Sarah held up a finger to her lips. “It’s alright Charles. We’ll keep this our secret, but my father will be coming home from his office. Perhaps it might be best if you took your leave.”
“Yes, of course. It’s just…”
“Shhh,” she said, holding up her finger again to her lip and leading him out the door.
“Sarah, I think we should…”
She shook her head and shut the door behind him. A self-satisfied smile spread across her face. The unexpected gift of Charles’s guilty conscience had been a lovely addition to her plan. Now she needed to wait, but for how long? Time was of the essence. She’d already missed one period, perhaps two. She didn’t have the luxury of time. She would give it a week. Everyone knew that one week was an insufficient amount of time to determine a pregnancy, but Charles was such a dimwit, he wouldn’t know this, and she would make sure he didn’t ask anyone.
Sarah shivered away the feeling of Charles’s thin penis inside her. She’d barely felt it there; nothing compared to the enormousness that usually filled her. No - nothing at all, she decided.
Beginning the End
On the day after Baxter’s death, Jeff cancelled his clients. Throughout the morning Lauren called him three times between patients to see how he was doing. When he didn’t answer, she returned to check on him during her lunch hour. In their bedroom, Jeff’s sleeping form lay half-wrapped in a sheet. His hairy foot with the one toe too long hung off the edge of the bed. An empty Bud Light bottle stood on his bedside table. The smell of dirty hair mixed with stale alcohol disgusted her and she crossed the room to give him a shake. “Jeff you need to get up. Let’s go get some coffee. He grudgingly got out of bed and pulled on jeans and a t-shirt. She considered asking him to brush his teeth and comb his hair, but reconsidered. Tossing him the keys she suggested they go to Willoughby’s, then drop her back at work.

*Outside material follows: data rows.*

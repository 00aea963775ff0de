//! Source release host abstraction.

use async_trait::async_trait;

use crate::Result;
use crate::secret::Credential;
use crate::tree::SourceTree;

/// A tagged release with attached assets.
#[derive(Debug, Clone)]
pub struct ReleaseRequest {
    /// Repository reference, e.g. `github.com/kpenfound/greetings-api`.
    pub repository: String,
    pub tag: String,
    pub title: String,
    pub token: Credential,
    /// Every file in this tree is attached to the release.
    pub assets: SourceTree,
}

/// Trait for release hosts (GitHub releases).
#[async_trait]
pub trait ReleaseHost: Send + Sync {
    async fn create(&self, request: &ReleaseRequest) -> Result<String>;
}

“I don’t know how you do that.” Lauren got back in the car with the coffees.
“Do what?”
“Slip this tank into these little parking spots.”
Jeff laughed. “You can thank Metro Taxi for that. Got me through graduate school without starving and taught me to parallel park.”
They pulled back their plastic spouts and sipped in silenc
e for a few minutes.
“How did Baxter’s parents take the news of his death?” Lauren asked.
Jeff stared into the hot paper cup in his hands. “How do you think they took it? Their son is dead!”
Lauren ignored his tone and tried to muster empathy. “I’m sure they don’t blame you. They love you and appreciate everything you did for Baxter over the years.”
“They don’t love me anymore,” Jeff said. “In fact, they said they’re going to sue me and that I should have seen this coming and done something. Stony Brook called me early this afternoon and said that they’ve already heard from an attorney who requested all Baxter’s records going back ten years. They’re obviously upset and I don’t blame them, but they can’t expect to dump their kid in an institution for his whole life with barely a phone call on his birthday and expect him not to be suicidal – right?”
Jeff lowered his voice. “I mean, I’m sure Baxter said something to the staff yesterday too about his plans to end his life and they ignored him. Why is this all my fault?” He started the car.
He ranted for a few minutes longer, and she placed a hand on his arm. “Well, I guess that’s what malpractice insurance is for,” she said.
“Actually, I’ve been meaning to talk to you about that.” Jeff hesitated. “I don’t have any malpractice insurance right now. When money was tight at the office, I let it lapse.”
“What? You’re kidding, right? How could you maintain your license?. You would’ve had to keep it up, or Proliability would have notified the state.”
Jeff kept his eyes on the road. “It was only for a short time. I was just waiting for some insurance checks to come. I planned to reinstate it, but was busy and I just haven’t had the chance. I got a notice from the state a few weeks ago, but they give you a little grace period, so I figured I was ok.”
“Oh my God, Jeff; we could lose everything. The cars, the house, our savings… How could you be so irresponsible?